Data records =>
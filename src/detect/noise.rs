//! Stage 3: Noise floor measurement

use crate::audio::SampleSource;
use crate::error::{Result as SplitResult, SplitError};
use crate::level::RmsBuffer;

/// Probes shorter than `sample_rate / MIN_PROBE_DIVISOR` are too short to mean anything.
pub const MIN_PROBE_DIVISOR: u32 = 200;

/// RMS level in dBFS of `duration` samples starting at `start`.
///
/// Returns `None` when the probe is too short to be measured; the caller
/// falls back to the last known noise level.
pub fn measure_noise<S: SampleSource + ?Sized>(
    source: &mut S,
    start: usize,
    duration: usize,
) -> SplitResult<Option<f32>> {
    if duration < (source.sample_rate() / MIN_PROBE_DIVISOR) as usize || duration == 0 {
        return Ok(None);
    }

    let total = source.total_frame_count();
    let mut buf = RmsBuffer::new(duration);
    source.seek(start.min(total))?;
    for frame in start..start + duration {
        match source.read_reference()? {
            Some(sample) => buf.add_sample(sample),
            None => return Err(SplitError::StreamReadError { frame, total }),
        }
    }

    Ok(Some(buf.rms_db()))
}

/// Probe region ahead of `onset`: starts up to `lookback` samples earlier
/// (never before 0) and spans half of that gap, at most `max_probe` samples.
pub fn noise_probe(onset: usize, lookback: usize, max_probe: usize) -> (usize, usize) {
    let start = onset.saturating_sub(lookback);
    let duration = max_probe.min((onset - start) / 2);
    (start, duration)
}
//! Validation tests for sample export, logs and reports

use hound::{SampleFormat, WavSpec};
use notesplit::audio::Take;
use notesplit::config::Config;
use notesplit::sink::LOG_HEADER;
use notesplit::{NoteSplitter, Segmenter, WavSampleWriter};
use std::f32::consts::PI;
use std::path::{Path, PathBuf};

const SR: u32 = 44100;

fn add_note(samples: &mut [f32], from_s: f32, to_s: f32, freq: f32) {
    let n0 = (from_s * SR as f32) as usize;
    let n1 = ((to_s * SR as f32) as usize).min(samples.len());
    let attack = 0.005 * SR as f32;
    let release = 0.01 * SR as f32;
    for i in n0..n1 {
        let k = (i - n0) as f32;
        let env = (k / attack).min(1.0) * ((n1 - i) as f32 / release).min(1.0);
        samples[i] += 0.5 * env * (2.0 * PI * freq * k / SR as f32).sin();
    }
}

/// 16-bit stereo take with A4 and C5, written to `dir/name`
fn write_two_note_take(dir: &Path, name: &str) -> PathBuf {
    let mut mono = vec![0.0f32; 6 * SR as usize];
    add_note(&mut mono, 0.5, 2.0, 440.0);
    add_note(&mut mono, 3.0, 4.5, 523.25);
    let interleaved: Vec<f32> = mono.iter().flat_map(|&s| [s, s * 0.5]).collect();

    let spec = WavSpec {
        channels: 2,
        sample_rate: SR,
        bits_per_sample: 16,
        sample_format: SampleFormat::Int,
    };
    let take = Take::from_parts(interleaved, spec);
    let path = dir.join(name);
    take.write_range(&path, 0, take.n_frames()).unwrap();
    path
}

fn wav_files(dir: &Path) -> Vec<String> {
    let mut names: Vec<String> = std::fs::read_dir(dir)
        .unwrap()
        .filter_map(|e| e.ok())
        .map(|e| e.file_name().to_string_lossy().into_owned())
        .filter(|n| n.ends_with(".wav"))
        .collect();
    names.sort();
    names
}

#[cfg(test)]
mod tests {
    use super::*;

    #[test]
    fn test_writer_names_files_after_pitch() {
        let dir = tempfile::tempdir().unwrap();
        let input = write_two_note_take(dir.path(), "Flute_mf_rr1.wav");
        let out = dir.path().join("out");

        let config = Config::default();
        let mut take = Take::load(&input).unwrap();
        let mut writer = WavSampleWriter::new(&out, &input, &config.export).unwrap();
        assert_eq!(writer.prefix(), "Flute_");
        assert_eq!(writer.suffix(), "_mf_rr1");

        let summary = Segmenter::new(&config).run(&mut take, &mut writer).unwrap();
        assert_eq!(summary.emitted, 2);
        let written = writer.finish().unwrap();
        assert_eq!(written.len(), 2);

        assert_eq!(
            wav_files(&out),
            vec!["Flute_069_A_4_mf_rr1.wav", "Flute_072_C_5_mf_rr1.wav"]
        );

        // same format as the take, one file frame per note frame
        for sample in &written {
            let loaded = Take::load(&sample.path).unwrap();
            assert_eq!(loaded.spec(), take.spec());
            assert_eq!(loaded.n_frames(), sample.segment.sample_frames());
        }

        let log = std::fs::read_to_string(out.join("Flute_mf_rr1_log.csv")).unwrap();
        let lines: Vec<&str> = log.lines().collect();
        assert_eq!(lines.len(), 3);
        assert_eq!(lines[0], LOG_HEADER);
        assert!(lines[1].starts_with("Flute_,1,69,A4,"));
        assert!(lines[2].starts_with("Flute_,2,72,C5,"));
    }

    #[test]
    fn test_sample_frames_match_source() {
        let dir = tempfile::tempdir().unwrap();
        let input = write_two_note_take(dir.path(), "Flute_pp.wav");
        let out = dir.path().join("out");

        let config = Config::default();
        let mut take = Take::load(&input).unwrap();
        let mut writer = WavSampleWriter::new(&out, &input, &config.export).unwrap();
        Segmenter::new(&config).run(&mut take, &mut writer).unwrap();

        for sample in writer.finish().unwrap() {
            let loaded = Take::load(&sample.path).unwrap();
            let expected = take.frames(sample.segment.start, sample.segment.limit + 1);
            assert_eq!(loaded.frames(0, loaded.n_frames()), expected);
        }
    }

    #[test]
    fn test_dry_run_writes_nothing() {
        let dir = tempfile::tempdir().unwrap();
        let input = write_two_note_take(dir.path(), "Flute_mf.wav");
        let out = dir.path().join("out");

        let mut config = Config::default();
        config.export.dry_run = true;
        let summary = NoteSplitter::new(config).process(&input, &out).unwrap();

        assert_eq!(summary.emitted, 2);
        assert!(!out.exists());
    }

    #[test]
    fn test_process_writes_report_and_midi() {
        let dir = tempfile::tempdir().unwrap();
        let input = write_two_note_take(dir.path(), "Flute_mf.wav");
        let out = dir.path().join("out");

        let summary = NoteSplitter::new(Config::default())
            .process(&input, &out)
            .unwrap();
        assert_eq!(summary.emitted, 2);
        assert_eq!(wav_files(&out).len(), 2);

        let report: serde_json::Value = serde_json::from_str(
            &std::fs::read_to_string(out.join("Flute_mf_report.json")).unwrap(),
        )
        .unwrap();
        assert_eq!(report["summary"]["emitted"], 2);
        assert_eq!(report["audio_info"]["channels"], 2);
        assert_eq!(report["audio_info"]["bits_per_sample"], 16);
        let segments = report["segments"].as_array().unwrap();
        assert_eq!(segments.len(), 2);
        assert_eq!(segments[0]["midi_note"], 69);
        assert_eq!(segments[1]["midi_note"], 72);
        assert!(segments[0]["file"].as_str().unwrap().ends_with("Flute_069_A_4_mf.wav"));
        assert_eq!(report["noise_trajectory_db"].as_array().unwrap().len(), 2);

        let bytes = std::fs::read(out.join("Flute_mf_notes.mid")).unwrap();
        let smf = midly::Smf::parse(&bytes).unwrap();
        assert_eq!(smf.tracks.len(), 1);
    }

    #[test]
    fn test_existing_files_are_not_overwritten() {
        let dir = tempfile::tempdir().unwrap();
        let input = write_two_note_take(dir.path(), "Flute_mf.wav");
        let out = dir.path().join("out");
        let processor = NoteSplitter::new(Config::default());

        processor.process(&input, &out).unwrap();
        processor.process(&input, &out).unwrap();

        assert_eq!(
            wav_files(&out),
            vec![
                "Flute_069_A_4_mf-1.wav",
                "Flute_069_A_4_mf.wav",
                "Flute_072_C_5_mf-1.wav",
                "Flute_072_C_5_mf.wav",
            ]
        );
    }

    #[test]
    fn test_batch_continues_past_bad_files() {
        let dir = tempfile::tempdir().unwrap();
        let good = write_two_note_take(dir.path(), "Flute_mf.wav");
        let missing = dir.path().join("Missing_mf.wav");
        let garbage = dir.path().join("Garbage_mf.wav");
        std::fs::write(&garbage, b"not a wav file").unwrap();
        let out = dir.path().join("out");

        let processor = NoteSplitter::new(Config::default());
        let batch = processor.process_batch(&[missing, garbage, good], &out);

        assert_eq!(batch.files.len(), 3);
        assert_eq!(batch.failures(), 2);
        assert!(batch.has_failures());
        assert_eq!(batch.total_notes(), 2);
        assert!(batch.files[2].error.is_none());
    }
}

To do => Print only what lies in the material above starting at the line with "let env = (k" and ending at the line with "assert_eq!(loaded.spec(), take.spec());", every line exactly as given.

Solution =>
        let env = (k / attack).min(1.0) * ((n1 - i) as f32 / release).min(1.0);
        samples[i] += 0.5 * env * (2.0 * PI * freq * k / SR as f32).sin();
    }
}

/// 16-bit stereo take with A4 and C5, written to `dir/name`
fn write_two_note_take(dir: &Path, name: &str) -> PathBuf {
    let mut mono = vec![0.0f32; 6 * SR as usize];
    add_note(&mut mono, 0.5, 2.0, 440.0);
    add_note(&mut mono, 3.0, 4.5, 523.25);
    let interleaved: Vec<f32> = mono.iter().flat_map(|&s| [s, s * 0.5]).collect();

    let spec = WavSpec {
        channels: 2,
        sample_rate: SR,
        bits_per_sample: 16,
        sample_format: SampleFormat::Int,
    };
    let take = Take::from_parts(interleaved, spec);
    let path = dir.join(name);
    take.write_range(&path, 0, take.n_frames()).unwrap();
    path
}

fn wav_files(dir: &Path) -> Vec<String> {
    let mut names: Vec<String> = std::fs::read_dir(dir)
        .unwrap()
        .filter_map(|e| e.ok())
        .map(|e| e.file_name().to_string_lossy().into_owned())
        .filter(|n| n.ends_with(".wav"))
        .collect();
    names.sort();
    names
}

#[cfg(test)]
mod tests {
    use super::*;

    #[test]
    fn test_writer_names_files_after_pitch() {
        let dir = tempfile::tempdir().unwrap();
        let input = write_two_note_take(dir.path(), "Flute_mf_rr1.wav");
        let out = dir.path().join("out");

        let config = Config::default();
        let mut take = Take::load(&input).unwrap();
        let mut writer = WavSampleWriter::new(&out, &input, &config.export).unwrap();
        assert_eq!(writer.prefix(), "Flute_");
        assert_eq!(writer.suffix(), "_mf_rr1");

        let summary = Segmenter::new(&config).run(&mut take, &mut writer).unwrap();
        assert_eq!(summary.emitted, 2);
        let written = writer.finish().unwrap();
        assert_eq!(written.len(), 2);

        assert_eq!(
            wav_files(&out),
            vec!["Flute_069_A_4_mf_rr1.wav", "Flute_072_C_5_mf_rr1.wav"]
        );

        // same format as the take, one file frame per note frame
        for sample in &written {
            let loaded = Take::load(&sample.path).unwrap();
            assert_eq!(loaded.spec(), take.spec());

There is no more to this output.